A Banksy-style protest against cameras in classrooms brings a group of middle-grade students together. For fans of Rebecca Stead, Susin Nielsen and Gordon Korman.
Dominica's private school is covered in cameras, and someone is hacking into them and posting embarrassing moments for the whole school to see. Like Ana picking her nose. When Dominica quickly changes her shirt from inside out in what she thinks is the privacy of a quiet corner in the library, she's shocked -- and embarrassed -- to discover a video has captured this and is currently circulating amongst her schoolmates. So mortifying, especially since over the past three years, they've had a half-dozen school talks about social media safety.

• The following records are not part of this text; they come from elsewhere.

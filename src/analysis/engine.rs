/*!
 * The speech analysis engine.
 *
 * `SpeechAnalyzer` runs the pace and pause pipelines over one transcript.
 * The text generator is injected at construction; every call to it is
 * bounded by a timeout and can be abandoned through a `CancelSignal`.
 * Failures of the generator are logged and replaced by the deterministic
 * fallback, so the public entry points always return a complete result.
 */

use anyhow::Result;
use log::{debug, warn};
use std::future::Future;
use std::sync::Arc;
use std::time::Duration;
use tokio::sync::watch;

use crate::analysis::pace::evaluate_pace;
use crate::analysis::pause::classify::{classify_pauses, ClassificationThresholds};
use crate::analysis::pause::extract::extract_pauses;
use crate::analysis::pause::feedback::{
    build_report, no_timestamps_report, synthesize, CoachingAdvice, PauseStatistics,
};
use crate::analysis::pause::prompts::{coaching_prompt, coaching_schema};
use crate::analysis::pause::recommend::request_pause_indices;
use crate::analysis::report::{AnalysisReport, PaceResult, PauseReport};
use crate::analysis::thresholds::{PaceThresholds, PauseThresholds};
use crate::app_config::Config;
use crate::errors::{AnalysisError, ProviderError};
use crate::generation::{GenerationRequest, GenerationService, TextGenerator};
use crate::transcript::Transcript;

/// Tunables for one analyzer
#[derive(Debug, Clone, PartialEq)]
pub struct AnalysisSettings {
    /// Deadline for each text-generation call
    pub llm_timeout: Duration,
    /// Sampling temperature for text-generation calls
    pub temperature: f32,
    /// Pace thresholds
    pub pace: PaceThresholds,
    /// Pause thresholds
    pub pause: PauseThresholds,
}

impl Default for AnalysisSettings {
    fn default() -> Self {
        Self {
            llm_timeout: Duration::from_secs(20),
            temperature: 0.0,
            pace: PaceThresholds::default(),
            pause: PauseThresholds::default(),
        }
    }
}

impl AnalysisSettings {
    /// Settings taken from the application configuration
    pub fn from_config(config: &Config) -> Self {
        Self {
            llm_timeout: config.analysis.llm_timeout(),
            temperature: config.generation.common.temperature,
            pace: config.analysis.pace.clone(),
            pause: config.analysis.pause.clone(),
        }
    }

    /// Set the text-generation deadline
    pub fn llm_timeout(mut self, timeout: Duration) -> Self {
        self.llm_timeout = timeout;
        self
    }
}

/// Fires a cancellation
#[derive(Debug)]
pub struct CancelHandle {
    sender: watch::Sender<bool>,
}

impl CancelHandle {
    /// Abandon outstanding text-generation calls
    pub fn cancel(&self) {
        self.sender.send_replace(true);
    }
}

/// Observes a cancellation
#[derive(Debug, Clone)]
pub struct CancelSignal {
    receiver: watch::Receiver<bool>,
}

impl CancelSignal {
    /// A signal that never fires
    pub fn never() -> Self {
        let (_, receiver) = watch::channel(false);
        Self { receiver }
    }

    /// Whether cancellation has been requested
    pub fn is_cancelled(&self) -> bool {
        *self.receiver.borrow()
    }

    /// Resolve once cancellation is requested; pend forever if it never is
    pub async fn cancelled(&self) {
        let mut receiver = self.receiver.clone();
        if receiver.wait_for(|cancelled| *cancelled).await.is_err() {
            std::future::pending::<()>().await;
        }
    }
}

/// Create a connected cancel handle and signal
pub fn cancel_pair() -> (CancelHandle, CancelSignal) {
    let (sender, receiver) = watch::channel(false);
    (CancelHandle { sender }, CancelSignal { receiver })
}

/// Speech pacing and pause analysis engine
#[derive(Debug, Clone)]
pub struct SpeechAnalyzer {
    generator: Option<Arc<dyn TextGenerator>>,
    settings: AnalysisSettings,
}

impl SpeechAnalyzer {
    /// Create an analyzer that consults `generator`
    pub fn new(generator: Arc<dyn TextGenerator>, settings: AnalysisSettings) -> Self {
        Self {
            generator: Some(generator),
            settings,
        }
    }

    /// Create an analyzer that never calls a text generator
    pub fn offline(settings: AnalysisSettings) -> Self {
        Self {
            generator: None,
            settings,
        }
    }

    /// Create an analyzer from configuration, with a provider-backed
    /// generator when LLM use is enabled
    pub fn from_config(config: &Config) -> Result<Self> {
        let settings = AnalysisSettings::from_config(config);
        if !config.analysis.enable_llm {
            return Ok(Self::offline(settings));
        }

        let service = GenerationService::from_config(&config.generation)?;
        debug!("Analyzer using text generator {}", service.describe());
        Ok(Self::new(Arc::new(service), settings))
    }

    /// Analyzer settings
    pub fn settings(&self) -> &AnalysisSettings {
        &self.settings
    }

    /// Whether a text generator is configured
    pub fn has_generator(&self) -> bool {
        self.generator.is_some()
    }

    /// Pace pipeline. Returns the `-1` sentinel when data is insufficient.
    pub fn analyze_pace(&self, transcript: &Transcript) -> PaceResult {
        evaluate_pace(&transcript.repaired_words(), &self.settings.pace)
    }

    /// Pause pipeline
    pub async fn analyze_pauses(&self, transcript: &Transcript) -> PauseReport {
        self.analyze_pauses_with_cancel(transcript, &CancelSignal::never())
            .await
    }

    /// Pause pipeline that abandons text generation once `cancel` fires
    pub async fn analyze_pauses_with_cancel(
        &self,
        transcript: &Transcript,
        cancel: &CancelSignal,
    ) -> PauseReport {
        let words = &transcript.words;
        if words.is_empty() {
            return no_timestamps_report();
        }

        let pauses = extract_pauses(words);

        let recommended = match &self.generator {
            Some(generator) => {
                let call = request_pause_indices(generator.as_ref(), words, self.settings.temperature);
                match self.bounded("pause suggestion", cancel, call).await {
                    Ok(indices) => indices,
                    Err(e) => {
                        warn!("{}; continuing without pause recommendations", e);
                        Vec::new()
                    }
                }
            }
            None => Vec::new(),
        };

        let thresholds = ClassificationThresholds::derive(&pauses, words, &self.settings.pause);
        let classified = classify_pauses(&pauses, thresholds, &recommended);
        let summary = synthesize(&classified);
        let stats = PauseStatistics::from_summary(&summary, &classified);

        let coaching = match &self.generator {
            Some(generator) => {
                let request = GenerationRequest::new(
                    coaching_prompt(&summary.distribution, &summary.details),
                    "",
                    coaching_schema(),
                )
                .temperature(self.settings.temperature);
                match self.bounded("pause coaching", cancel, generator.generate(&request)).await {
                    Ok(value) => CoachingAdvice::from_value(&value),
                    Err(e) => {
                        warn!("{}; using templated pause feedback", e);
                        None
                    }
                }
            }
            None => None,
        };

        build_report(summary, &stats, coaching)
    }

    /// Run both pipelines concurrently
    pub async fn analyze(&self, transcript: &Transcript) -> AnalysisReport {
        self.analyze_with_cancel(transcript, &CancelSignal::never())
            .await
    }

    /// Run both pipelines concurrently, abandoning text generation once
    /// `cancel` fires
    pub async fn analyze_with_cancel(
        &self,
        transcript: &Transcript,
        cancel: &CancelSignal,
    ) -> AnalysisReport {
        let (pace, pause) = tokio::join!(
            async { self.analyze_pace(transcript) },
            self.analyze_pauses_with_cancel(transcript, cancel)
        );
        AnalysisReport { pace, pause }
    }

    /// Await a generator call under the timeout and the cancel signal
    async fn bounded<T>(
        &self,
        what: &str,
        cancel: &CancelSignal,
        call: impl Future<Output = Result<T, ProviderError>>,
    ) -> Result<T, AnalysisError> {
        if cancel.is_cancelled() {
            return Err(ProviderError::Cancelled.into());
        }

        let timeout = self.settings.llm_timeout;
        let outcome = tokio::select! {
            biased;
            _ = cancel.cancelled() => Err(ProviderError::Cancelled),
            result = tokio::time::timeout(timeout, call) => match result {
                Ok(result) => result,
                Err(_) => Err(ProviderError::Timeout(format!("{} exceeded {:?}", what, timeout))),
            },
        };

        outcome.map_err(|e| {
            debug!("{} failed: {}", what, e);
            AnalysisError::ExternalServiceFailure(e)
        })
    }
}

Who has access to the school security cameras and why are they doing this? Dominica and her best friends, Holden and Saanvi, are determined to find out, and in the process start an art-based student campaign against cameras in the classroom.
TANYA LLOYD KYI has worked as a typesetter, graphic designer and photo editor before pursing writing full-time. She is the author of Mya's Strategy to Save the World, as well as many non-fiction titles, including Shadow Warrior, nominated for the ALA's Amelia Bloomer Project List, and Eyes and Spies: How You're Tracked and Why You Should Know, which won the Montaigne Medal Award. She is also the author of middle-grade and YA novels, including Anywhere but Here, which was praised by Kirkus as having a main character whose "voice is convincingly filled with a combination of angst and nonchalance," and The Prince of Pot, shortlisted for the OLA White Pine Award.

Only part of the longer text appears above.